- _Given data_
------------------------------------------------
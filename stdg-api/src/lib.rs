//! stdg-api library interface
//!
//! Exposes the router, application state and content pipeline for the binary
//! and for integration tests.

pub mod api;
pub mod content;
pub mod db;
pub mod error;
pub mod services;

pub use crate::error::{ApiError, ApiResult};

use axum::Router;
use chrono::{DateTime, Utc};
use sqlx::SqlitePool;
use std::sync::Arc;
use std::time::Duration;
use tower_http::cors::CorsLayer;
use tower_http::trace::TraceLayer;

use crate::content::ContentPipeline;
use crate::services::{AutoPublisher, MailingList};

/// Application state shared across handlers
#[derive(Clone)]
pub struct AppState {
    /// Database connection pool
    pub db: SqlitePool,
    /// Article generation (remote or template)
    pub pipeline: Arc<ContentPipeline>,
    /// Optional third-party mailing list
    pub mailing_list: Option<Arc<dyn MailingList>>,
    /// Daily publisher, also triggered by `POST /api/blog/auto-publish`
    pub publisher: Arc<AutoPublisher>,
    /// Pause between articles in bulk operations
    pub bulk_delay: Duration,
    /// Service startup timestamp for uptime tracking
    pub startup_time: DateTime<Utc>,
}

impl AppState {
    pub fn new(
        db: SqlitePool,
        pipeline: Arc<ContentPipeline>,
        publisher: Arc<AutoPublisher>,
        bulk_delay: Duration,
    ) -> Self {
        Self {
            db,
            pipeline,
            mailing_list: None,
            publisher,
            bulk_delay,
            startup_time: Utc::now(),
        }
    }

    pub fn with_mailing_list(mut self, mailing_list: Arc<dyn MailingList>) -> Self {
        self.mailing_list = Some(mailing_list);
        self
    }
}

/// Build application router
pub fn build_router(state: AppState) -> Router {
    Router::new()
        .merge(api::health_routes())
        .merge(api::status_routes())
        .merge(api::blog_routes())
        .merge(api::tool_routes())
        .merge(api::newsletter_routes())
        .merge(api::stats_routes())
        .layer(TraceLayer::new_for_http())
        .layer(CorsLayer::permissive())
        .with_state(state)
}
------------------------------------------------
- _Your instructions_
Copy the entries above exactly. Miss none of them.

- _Solution to the problem_
filename stdg-api/src/lib.rs
//! stdg-api library interface
//!
//! Exposes the router, application state and content pipeline for the binary
//! and for integration tests.

pub mod api;
pub mod content;
pub mod db;
pub mod error;
pub mod services;

pub use crate::error::{ApiError, ApiResult};

use axum::Router;
use chrono::{DateTime, Utc};
use sqlx::SqlitePool;
use std::sync::Arc;
use std::time::Duration;
use tower_http::cors::CorsLayer;
use tower_http::trace::TraceLayer;

use crate::content::ContentPipeline;
use crate::services::{AutoPublisher, MailingList};

/// Application state shared across handlers
#[derive(Clone)]
pub struct AppState {
    /// Database connection pool
    pub db: SqlitePool,
    /// Article generation (remote or template)
    pub pipeline: Arc<ContentPipeline>,
    /// Optional third-party mailing list
    pub mailing_list: Option<Arc<dyn MailingList>>,
    /// Daily publisher, also triggered by `POST /api/blog/auto-publish`
    pub publisher: Arc<AutoPublisher>,
    /// Pause between articles in bulk operations
    pub bulk_delay: Duration,
    /// Service startup timestamp for uptime tracking
    pub startup_time: DateTime<Utc>,
}

impl AppState {
    pub fn new(
        db: SqlitePool,
        pipeline: Arc<ContentPipeline>,
        publisher: Arc<AutoPublisher>,
        bulk_delay: Duration,
    ) -> Self {
        Self {
            db,
            pipeline,
            mailing_list: None,
            publisher,
            bulk_delay,
            startup_time: Utc::now(),
        }
    }

    pub fn with_mailing_list(mut self, mailing_list: Arc<dyn MailingList>) -> Self {
        self.mailing_list = Some(mailing_list);
        self
    }
}

/// Build application router
pub fn build_router(state: AppState) -> Router {
    Router::new()
        .merge(api::health_routes())
        .merge(api::status_routes())
        .merge(api::blog_routes())
        .merge(api::tool_routes())
        .merge(api::newsletter_routes())
        .merge(api::stats_routes())
        .layer(TraceLayer::new_for_http())
        .layer(CorsLayer::permissive())
        .with_state(state)
}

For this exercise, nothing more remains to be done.